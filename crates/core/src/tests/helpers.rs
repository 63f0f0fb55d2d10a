// Copyright (C) 2026 Fred Clausen
// Use of this source code is governed by an MIT-style
// license that can be found in the LICENSE file or at
// https://opensource.org/licenses/MIT.

use ap_capacity_domain::{
    Bed, BedId, BookingId, CharacteristicTag, DateRange, OutOfServiceBed, PremisesBedInventory,
    PremisesId, SpaceBooking, SpaceBookingDates,
};
use time::Date;

pub fn create_tag(value: &str) -> CharacteristicTag {
    CharacteristicTag::new(value).unwrap()
}

pub fn create_bed(id: &str, tags: &[&str]) -> Bed {
    Bed::new(
        BedId::new(id).unwrap(),
        tags.iter().map(|t| create_tag(t)),
    )
}

/// Five beds:
/// - bed-1: isSingle, hasEnSuite
/// - bed-2: isSingle
/// - bed-3: isSingle, isWheelchairDesignated
/// - bed-4: hasEnSuite
/// - bed-5: (none)
pub fn create_test_inventory() -> PremisesBedInventory {
    PremisesBedInventory::new(
        PremisesId::new("ap-north").unwrap(),
        vec![
            create_bed("bed-1", &["isSingle", "hasEnSuite"]),
            create_bed("bed-2", &["isSingle"]),
            create_bed("bed-3", &["isSingle", "isWheelchairDesignated"]),
            create_bed("bed-4", &["hasEnSuite"]),
            create_bed("bed-5", &[]),
        ],
    )
    .unwrap()
}

pub fn create_range(start: Date, end: Date) -> DateRange {
    DateRange::new(start, end).unwrap()
}

pub fn create_out_of_service(bed_id: &str, start: Date, end: Date) -> OutOfServiceBed {
    OutOfServiceBed::new(BedId::new(bed_id).unwrap(), start, end, false).unwrap()
}

pub fn create_booking(id: &str, arrival: Date, departure: Date) -> SpaceBooking {
    SpaceBooking::new(
        BookingId::new(id).unwrap(),
        arrival,
        departure,
        SpaceBookingDates::expected(arrival, departure),
    )
    .unwrap()
}
// Copyright (C) 2026 Fred Clausen
// Use of this source code is governed by an MIT-style
// license that can be found in the LICENSE file or at
// https://opensource.org/licenses/MIT.

//! Single-day premises view.

use crate::capacity::PremiseCapacityForDay;
use crate::error::CoreError;
use ap_capacity_domain::{DomainError, OutOfServiceBed, SpaceBooking};
use serde::Serialize;
use time::Date;

/// Everything happening at a premises on one day.
///
/// `previous_date` and `next_date` are always the neighbouring calendar
/// days, whether or not anything happens on them.
#[derive(Debug, Clone, PartialEq, Eq, Serialize)]
#[serde(rename_all = "camelCase")]
pub struct PremisesDaySummary<B, O> {
    for_date: Date,
    previous_date: Date,
    next_date: Date,
    capacity: PremiseCapacityForDay,
    active_bookings: Vec<B>,
    out_of_service_beds: Vec<O>,
}

impl<B, O> PremisesDaySummary<B, O> {
    /// Returns the day summarized.
    #[must_use]
    pub const fn for_date(&self) -> Date {
        self.for_date
    }

    /// Returns the day before.
    #[must_use]
    pub const fn previous_date(&self) -> Date {
        self.previous_date
    }

    /// Returns the day after.
    #[must_use]
    pub const fn next_date(&self) -> Date {
        self.next_date
    }

    /// Returns the day's capacity.
    #[must_use]
    pub const fn capacity(&self) -> &PremiseCapacityForDay {
        &self.capacity
    }

    /// Returns the bookings occupying the day.
    #[must_use]
    pub fn active_bookings(&self) -> &[B] {
        &self.active_bookings
    }

    /// Returns the beds out of service on the day.
    #[must_use]
    pub fn out_of_service_beds(&self) -> &[O] {
        &self.out_of_service_beds
    }
}

/// Assembles a day summary.
///
/// # Arguments
///
/// * `for_date` - The day to summarize
/// * `capacity` - That day's capacity
/// * `active_bookings` - Bookings occupying the day, in caller's order
/// * `out_of_service_beds` - Beds out of service on the day, in caller's order
///
/// # Errors
///
/// Returns an error if:
/// - `capacity` describes a different day
/// - `for_date` is the first or last representable date
pub fn assemble_premises_day<B, O>(
    for_date: Date,
    capacity: PremiseCapacityForDay,
    active_bookings: Vec<B>,
    out_of_service_beds: Vec<O>,
) -> Result<PremisesDaySummary<B, O>, CoreError> {
    if capacity.day() != for_date {
        return Err(DomainError::DayMismatch {
            expected: for_date,
            actual: capacity.day(),
        }
        .into());
    }

    let previous_date: Date = for_date
        .previous_day()
        .ok_or_else(|| DomainError::DateArithmeticOverflow {
            operation: format!("finding the day before {for_date}"),
        })?;
    let next_date: Date = for_date
        .next_day()
        .ok_or_else(|| DomainError::DateArithmeticOverflow {
            operation: format!("finding the day after {for_date}"),
        })?;

    Ok(PremisesDaySummary {
        for_date,
        previous_date,
        next_date,
        capacity,
        active_bookings,
        out_of_service_beds,
    })
}

/// Returns the bookings whose canonical stay covers `day`.
pub fn bookings_active_on(
    day: Date,
    bookings: &[SpaceBooking],
) -> impl Iterator<Item = &SpaceBooking> {
    bookings.iter().filter(move |booking| booking.is_active_on(day))
}

/// Returns the non-cancelled out-of-service records covering `day`.
pub fn out_of_service_beds_on(
    day: Date,
    records: &[OutOfServiceBed],
) -> impl Iterator<Item = &OutOfServiceBed> {
    records.iter().filter(move |record| record.is_active_on(day))
}
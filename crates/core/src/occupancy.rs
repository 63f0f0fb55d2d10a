// Copyright (C) 2026 Fred Clausen
// Use of this source code is governed by an MIT-style
// license that can be found in the LICENSE file or at
// https://opensource.org/licenses/MIT.

//! Occupancy views across premises.
//!
//! When a placement needs several characteristics at once, the usable
//! capacity of a premises is bounded by whichever of them is scarcest. Each
//! day is reduced to a single view:
//!
//! - no characteristics requested → the premises' overall counts
//! - one requested → that characteristic's counts
//! - several requested → the present characteristic with the lowest
//!   available count, ties going to the earliest in request order
//!
//! Characteristics no bed carries are not candidates; they are never
//! counted as zero availability. A day where none of the requested
//! characteristics is present has no vacancy at all.

use crate::capacity::{PremiseCapacity, PremiseCapacityForDay};
use ap_capacity_domain::{CharacteristicTag, DateRange, PremisesId};
use serde::Serialize;
use time::Date;

/// What a day's reduced counts describe.
#[derive(Debug, Clone, PartialEq, Eq, Serialize)]
#[serde(tag = "kind", rename_all = "camelCase")]
pub enum CapacityBasis {
    /// The whole premises; no characteristic was requested.
    Overall,
    /// The named, limiting characteristic.
    Characteristic {
        /// The characteristic the counts belong to.
        tag: CharacteristicTag,
    },
    /// None of the requested characteristics is carried by any bed.
    NoMatchingBeds,
}

/// One premises' reduced counts for one day.
#[derive(Debug, Clone, PartialEq, Eq, Serialize)]
#[serde(rename_all = "camelCase")]
pub struct DayOccupancy {
    /// The day.
    pub day: Date,
    /// What the counts describe.
    pub basis: CapacityBasis,
    /// Beds counted.
    pub total_bed_count: u32,
    /// Counted beds that are in service.
    pub available_bed_count: u32,
    /// Bookings occupying the day.
    pub booking_count: u32,
}

impl DayOccupancy {
    /// Returns `available_bed_count - booking_count`.
    ///
    /// Negative values signal overbooking and are reported as-is. Days with
    /// no matching beds have no vacancy to report and return `None`.
    #[must_use]
    pub fn vacant_bed_count(&self) -> Option<i64> {
        match self.basis {
            CapacityBasis::NoMatchingBeds => None,
            CapacityBasis::Overall | CapacityBasis::Characteristic { .. } => {
                Some(i64::from(self.available_bed_count) - i64::from(self.booking_count))
            }
        }
    }
}

/// One premises' reduced counts across a range.
#[derive(Debug, Clone, PartialEq, Eq, Serialize)]
#[serde(rename_all = "camelCase")]
pub struct PremiseOccupancy {
    /// The premises.
    pub premises_id: PremisesId,
    /// The days covered.
    pub range: DateRange,
    /// One entry per day, in order.
    pub by_day: Vec<DayOccupancy>,
}

/// Removes repeated tags, keeping the first occurrence of each.
#[must_use]
pub fn distinct_characteristics(requested: &[CharacteristicTag]) -> Vec<&CharacteristicTag> {
    let mut seen: Vec<&CharacteristicTag> = Vec::with_capacity(requested.len());
    for tag in requested {
        if !seen.contains(&tag) {
            seen.push(tag);
        }
    }
    seen
}

/// Reduces one day's capacity to a single view.
///
/// # Arguments
///
/// * `requested` - Requested characteristics, in priority order for ties
/// * `capacity` - The day's capacity
#[must_use]
pub fn reduce_day_capacity(
    requested: &[CharacteristicTag],
    capacity: &PremiseCapacityForDay,
) -> DayOccupancy {
    let requested: Vec<&CharacteristicTag> = distinct_characteristics(requested);

    let (basis, total_bed_count, available_bed_count) = if requested.is_empty() {
        (
            CapacityBasis::Overall,
            capacity.total_bed_count(),
            capacity.available_bed_count(),
        )
    } else {
        // min_by_key keeps the first of equal minima, which is request order.
        requested
            .iter()
            .filter_map(|tag| capacity.characteristic(tag))
            .min_by_key(|availability| availability.available_bed_count())
            .map_or((CapacityBasis::NoMatchingBeds, 0, 0), |limiting| {
                (
                    CapacityBasis::Characteristic {
                        tag: limiting.tag().clone(),
                    },
                    limiting.total_bed_count(),
                    limiting.available_bed_count(),
                )
            })
    };

    DayOccupancy {
        day: capacity.day(),
        basis,
        total_bed_count,
        available_bed_count,
        booking_count: capacity.booking_count(),
    }
}

/// Reduces a premises' capacity to one view per day.
#[must_use]
pub fn summarize_premise_occupancy(
    requested: &[CharacteristicTag],
    capacity: &PremiseCapacity,
) -> PremiseOccupancy {
    PremiseOccupancy {
        premises_id: capacity.premises_id().clone(),
        range: capacity.range(),
        by_day: capacity
            .by_day()
            .iter()
            .map(|day| reduce_day_capacity(requested, day))
            .collect(),
    }
}

/// Reduces every premises' capacity with the same requested characteristics.
#[must_use]
pub fn summarize_national_occupancy(
    requested: &[CharacteristicTag],
    capacities: &[PremiseCapacity],
) -> Vec<PremiseOccupancy> {
    capacities
        .iter()
        .map(|capacity| summarize_premise_occupancy(requested, capacity))
        .collect()
}

/// Returns the overbooked stretches of a premises' capacity.
///
/// Consecutive overbooked days are merged into a single range. Ranges are
/// returned in day order.
#[must_use]
pub fn overbooking_ranges(capacity: &PremiseCapacity) -> Vec<DateRange> {
    let mut runs: Vec<(Date, Date)> = Vec::new();

    for day in capacity.by_day().iter().filter(|day| day.is_overbooked()) {
        match runs.last_mut() {
            Some((_, end)) if end.next_day() == Some(day.day()) => *end = day.day(),
            _ => runs.push((day.day(), day.day())),
        }
    }

    runs.into_iter()
        .filter_map(|(start, end)| DateRange::new(start, end).ok())
        .collect()
}
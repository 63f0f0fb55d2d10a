// Copyright (C) 2026 Fred Clausen
// Use of this source code is governed by an MIT-style
// license that can be found in the LICENSE file or at
// https://opensource.org/licenses/MIT.

use ap_capacity_domain::DateRange;
use time::macros::date;

use crate::tests::helpers::{
    create_bed, create_booking, create_premises, create_test_repository, premises_id,
};
use crate::{InMemoryPremisesRepository, PremisesRepository, RepositoryError};

#[test]
fn test_list_premises_is_ordered_by_id() {
    let repository = create_test_repository();

    let ids: Vec<String> = repository
        .list_premises()
        .unwrap()
        .iter()
        .map(|premises| premises.premises_id().value().to_string())
        .collect();

    assert_eq!(ids, vec!["ap-north", "ap-south"]);
}

#[test]
fn test_find_missing_premises_is_none() {
    let repository = create_test_repository();

    assert!(
        repository
            .find_premises(&premises_id("ap-east"))
            .unwrap()
            .is_none()
    );
}

#[test]
fn test_duplicate_premises_rejected() {
    let mut repository = InMemoryPremisesRepository::new();
    repository
        .insert_premises(create_premises("ap-1", "One", vec![create_bed("bed-1", &[])]))
        .unwrap();

    let result = repository.insert_premises(create_premises("ap-1", "Again", vec![]));

    assert_eq!(
        result,
        Err(RepositoryError::DuplicatePremises {
            premises_id: String::from("ap-1")
        })
    );
}

#[test]
fn test_records_for_unregistered_premises_rejected() {
    let mut repository = InMemoryPremisesRepository::new();

    let result = repository.add_booking(
        &premises_id("ap-1"),
        create_booking("b-1", date!(2026 - 03 - 10), date!(2026 - 03 - 11)),
    );

    assert!(matches!(
        result,
        Err(RepositoryError::UnknownPremises { .. })
    ));
}

#[test]
fn test_reads_filter_by_overlap() {
    let repository = create_test_repository();
    let north = premises_id("ap-north");
    let range = DateRange::new(date!(2026 - 03 - 21), date!(2026 - 03 - 31)).unwrap();

    let bookings = repository.space_bookings(&north, range).unwrap();
    let out_of_service = repository.out_of_service_beds(&north, range).unwrap();

    assert_eq!(bookings.len(), 1);
    assert_eq!(bookings[0].booking_id.value(), "b-future");
    assert!(out_of_service.is_empty());
}

#[test]
fn test_reads_include_cancelled_records() {
    let repository = create_test_repository();
    let range = DateRange::single_day(date!(2026 - 03 - 15));

    let out_of_service = repository
        .out_of_service_beds(&premises_id("ap-north"), range)
        .unwrap();

    assert_eq!(out_of_service.len(), 1);
    assert!(out_of_service[0].cancelled);
}
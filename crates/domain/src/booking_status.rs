// Copyright (C) 2026 Fred Clausen
// Use of this source code is governed by an MIT-style
// license that can be found in the LICENSE file or at
// https://opensource.org/licenses/MIT.

//! Booking lifecycle status classification.
//!
//! A booking's status is derived, never stored. It is a pure function of
//! the booking's planned and recorded milestones and of the current day.
//!
//! ## Rule order
//!
//! Rules are evaluated top to bottom and the first match wins:
//!
//! 1. Recorded departure before recorded arrival → indeterminate
//! 2. Departure recorded → `departed`
//! 3. Arrival recorded → `departingToday` / `overdueDeparture` /
//!    `departingWithin2Weeks` / `arrived`
//! 4. Non-arrival confirmed → `notArrived`
//! 5. Nothing recorded → `arrivingToday` / `overdueArrival` /
//!    `arrivingWithin2Weeks` / `arrivingWithin6Weeks`
//!
//! A booking that matches no rule is more than six weeks from arrival and
//! is reported as `NotYetDue`.

use crate::calendar::calendar_day_in_zone;
use crate::error::DomainError;
use chrono_tz::Tz;
use serde::{Deserialize, Serialize};
use std::str::FromStr;
use time::{Date, OffsetDateTime};

/// Days ahead within which an arrival or departure counts as "within 2 weeks".
pub const TWO_WEEKS_DAYS: i64 = 14;

/// Days ahead within which an arrival counts as "within 6 weeks".
pub const SIX_WEEKS_DAYS: i64 = 42;

/// The milestones a booking's status is derived from.
#[derive(Debug, Clone, PartialEq, Eq, Serialize, Deserialize)]
#[serde(rename_all = "camelCase")]
pub struct SpaceBookingDates {
    /// Planned arrival day.
    pub expected_arrival_date: Date,
    /// Planned departure day.
    pub expected_departure_date: Date,
    /// When the resident actually arrived.
    #[serde(default, with = "time::serde::rfc3339::option")]
    pub actual_arrival: Option<OffsetDateTime>,
    /// When the resident actually departed.
    #[serde(default, with = "time::serde::rfc3339::option")]
    pub actual_departure: Option<OffsetDateTime>,
    /// When staff confirmed the resident would not arrive.
    #[serde(default, with = "time::serde::rfc3339::option")]
    pub non_arrival_confirmed: Option<OffsetDateTime>,
}

impl SpaceBookingDates {
    /// Creates dates for a booking with nothing recorded yet.
    #[must_use]
    pub const fn expected(expected_arrival_date: Date, expected_departure_date: Date) -> Self {
        Self {
            expected_arrival_date,
            expected_departure_date,
            actual_arrival: None,
            actual_departure: None,
            non_arrival_confirmed: None,
        }
    }
}

/// Where a booking stands relative to its milestones.
#[derive(Debug, Clone, Copy, PartialEq, Eq, Hash, Serialize, Deserialize)]
#[serde(rename_all = "camelCase")]
pub enum BookingLifecycleStatus {
    /// Arrival is between 15 and 42 days away.
    ArrivingWithin6Weeks,
    /// Arrival is between 1 and 14 days away.
    ArrivingWithin2Weeks,
    /// Arrival is expected today.
    ArrivingToday,
    /// Expected arrival has passed with no arrival recorded.
    OverdueArrival,
    /// Resident is in residence and departure is more than 14 days away.
    Arrived,
    /// Non-arrival has been confirmed.
    NotArrived,
    /// Resident is in residence and departure is between 1 and 14 days away.
    DepartingWithin2Weeks,
    /// Resident is expected to depart today.
    DepartingToday,
    /// Expected departure has passed with no departure recorded.
    OverdueDeparture,
    /// Departure has been recorded.
    Departed,
}

impl BookingLifecycleStatus {
    /// Every status, in lifecycle order.
    pub const ALL: [Self; 10] = [
        Self::ArrivingWithin6Weeks,
        Self::ArrivingWithin2Weeks,
        Self::ArrivingToday,
        Self::OverdueArrival,
        Self::Arrived,
        Self::NotArrived,
        Self::DepartingWithin2Weeks,
        Self::DepartingToday,
        Self::OverdueDeparture,
        Self::Departed,
    ];

    /// Returns the string representation of the status.
    ///
    /// This matches the serialized form.
    #[must_use]
    pub const fn as_str(&self) -> &'static str {
        match self {
            Self::ArrivingWithin6Weeks => "arrivingWithin6Weeks",
            Self::ArrivingWithin2Weeks => "arrivingWithin2Weeks",
            Self::ArrivingToday => "arrivingToday",
            Self::OverdueArrival => "overdueArrival",
            Self::Arrived => "arrived",
            Self::NotArrived => "notArrived",
            Self::DepartingWithin2Weeks => "departingWithin2Weeks",
            Self::DepartingToday => "departingToday",
            Self::OverdueDeparture => "overdueDeparture",
            Self::Departed => "departed",
        }
    }
}

impl std::fmt::Display for BookingLifecycleStatus {
    fn fmt(&self, f: &mut std::fmt::Formatter<'_>) -> std::fmt::Result {
        f.write_str(self.as_str())
    }
}

impl FromStr for BookingLifecycleStatus {
    type Err = DomainError;

    fn from_str(s: &str) -> Result<Self, Self::Err> {
        Self::ALL
            .into_iter()
            .find(|status| status.as_str() == s)
            .ok_or_else(|| DomainError::InvalidBookingStatus {
                status: s.to_string(),
            })
    }
}

/// Why a booking could not be given a status.
#[derive(Debug, Clone, Copy, PartialEq, Eq, Serialize, Deserialize)]
#[serde(rename_all = "camelCase")]
pub enum IndeterminateReason {
    /// The recorded departure precedes the recorded arrival.
    DepartureBeforeArrival,
}

/// The result of classifying a booking.
#[derive(Debug, Clone, Copy, PartialEq, Eq, Serialize, Deserialize)]
#[serde(tag = "kind", rename_all = "camelCase")]
pub enum BookingStatusOutcome {
    /// The booking has a lifecycle status.
    Status {
        /// The derived status.
        status: BookingLifecycleStatus,
    },
    /// Arrival is further out than the longest arrival tier.
    #[serde(rename_all = "camelCase")]
    NotYetDue {
        /// Whole days until the expected arrival.
        days_until_arrival: i64,
    },
    /// The recorded milestones contradict each other.
    Indeterminate {
        /// What is contradictory.
        reason: IndeterminateReason,
    },
}

impl BookingStatusOutcome {
    /// Returns the lifecycle status, if one was derived.
    #[must_use]
    pub const fn status(&self) -> Option<BookingLifecycleStatus> {
        match self {
            Self::Status { status } => Some(*status),
            Self::NotYetDue { .. } | Self::Indeterminate { .. } => None,
        }
    }
}

impl From<BookingLifecycleStatus> for BookingStatusOutcome {
    fn from(status: BookingLifecycleStatus) -> Self {
        Self::Status { status }
    }
}

/// Everything the rules look at, computed once per classification.
struct BookingFacts {
    departure_before_arrival: bool,
    has_departed: bool,
    has_arrived: bool,
    non_arrival_confirmed: bool,
    days_until_arrival: i64,
    days_until_departure: i64,
}

impl BookingFacts {
    fn new(dates: &SpaceBookingDates, today: Date) -> Self {
        let departure_before_arrival: bool = matches!(
            (dates.actual_arrival, dates.actual_departure),
            (Some(arrival), Some(departure)) if departure < arrival
        );
        Self {
            departure_before_arrival,
            has_departed: dates.actual_departure.is_some(),
            has_arrived: dates.actual_arrival.is_some(),
            non_arrival_confirmed: dates.non_arrival_confirmed.is_some(),
            days_until_arrival: (dates.expected_arrival_date - today).whole_days(),
            days_until_departure: (dates.expected_departure_date - today).whole_days(),
        }
    }
}

/// A guarded rule: if `guard` holds, the booking gets `outcome`.
struct StatusRule {
    guard: fn(&BookingFacts) -> bool,
    outcome: BookingStatusOutcome,
}

const fn becomes(status: BookingLifecycleStatus) -> BookingStatusOutcome {
    BookingStatusOutcome::Status { status }
}

const STATUS_RULES: [StatusRule; 11] = [
    StatusRule {
        guard: |f| f.departure_before_arrival,
        outcome: BookingStatusOutcome::Indeterminate {
            reason: IndeterminateReason::DepartureBeforeArrival,
        },
    },
    StatusRule {
        guard: |f| f.has_departed,
        outcome: becomes(BookingLifecycleStatus::Departed),
    },
    StatusRule {
        guard: |f| f.has_arrived && f.days_until_departure == 0,
        outcome: becomes(BookingLifecycleStatus::DepartingToday),
    },
    StatusRule {
        guard: |f| f.has_arrived && f.days_until_departure < 0,
        outcome: becomes(BookingLifecycleStatus::OverdueDeparture),
    },
    StatusRule {
        guard: |f| f.has_arrived && f.days_until_departure <= TWO_WEEKS_DAYS,
        outcome: becomes(BookingLifecycleStatus::DepartingWithin2Weeks),
    },
    StatusRule {
        guard: |f| f.has_arrived,
        outcome: becomes(BookingLifecycleStatus::Arrived),
    },
    StatusRule {
        guard: |f| f.non_arrival_confirmed,
        outcome: becomes(BookingLifecycleStatus::NotArrived),
    },
    StatusRule {
        guard: |f| f.days_until_arrival == 0,
        outcome: becomes(BookingLifecycleStatus::ArrivingToday),
    },
    StatusRule {
        guard: |f| f.days_until_arrival < 0,
        outcome: becomes(BookingLifecycleStatus::OverdueArrival),
    },
    StatusRule {
        guard: |f| f.days_until_arrival <= TWO_WEEKS_DAYS,
        outcome: becomes(BookingLifecycleStatus::ArrivingWithin2Weeks),
    },
    StatusRule {
        guard: |f| f.days_until_arrival <= SIX_WEEKS_DAYS,
        outcome: becomes(BookingLifecycleStatus::ArrivingWithin6Weeks),
    },
];

/// Classifies a booking on a given calendar day.
///
/// # Arguments
///
/// * `dates` - The booking's milestones
/// * `today` - The current calendar day in the reference time zone
///
/// # Returns
///
/// The outcome of the first matching rule, or `NotYetDue` when arrival is
/// more than six weeks away and nothing has been recorded.
#[must_use]
pub fn classify_booking_status_on(dates: &SpaceBookingDates, today: Date) -> BookingStatusOutcome {
    let facts: BookingFacts = BookingFacts::new(dates, today);

    STATUS_RULES
        .iter()
        .find(|rule| (rule.guard)(&facts))
        .map_or(
            BookingStatusOutcome::NotYetDue {
                days_until_arrival: facts.days_until_arrival,
            },
            |rule| rule.outcome,
        )
}

/// Classifies a booking at an instant.
///
/// "Today" is the calendar day `now` falls on in `zone`.
///
/// # Errors
///
/// Returns `DomainError::TimestampOutOfRange` if `now` cannot be placed on
/// a calendar day in `zone`.
pub fn classify_booking_status(
    dates: &SpaceBookingDates,
    now: OffsetDateTime,
    zone: Tz,
) -> Result<BookingStatusOutcome, DomainError> {
    let today: Date = calendar_day_in_zone(now, zone)?;
    Ok(classify_booking_status_on(dates, today))
}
---
— WHAT THE TASK REQUIRES —
Copy each line above that has the word "BookingFacts".

— EXERCISE RESULT —
struct BookingFacts {
impl BookingFacts {
    guard: fn(&BookingFacts) -> bool,
    let facts: BookingFacts = BookingFacts::new(dates, today);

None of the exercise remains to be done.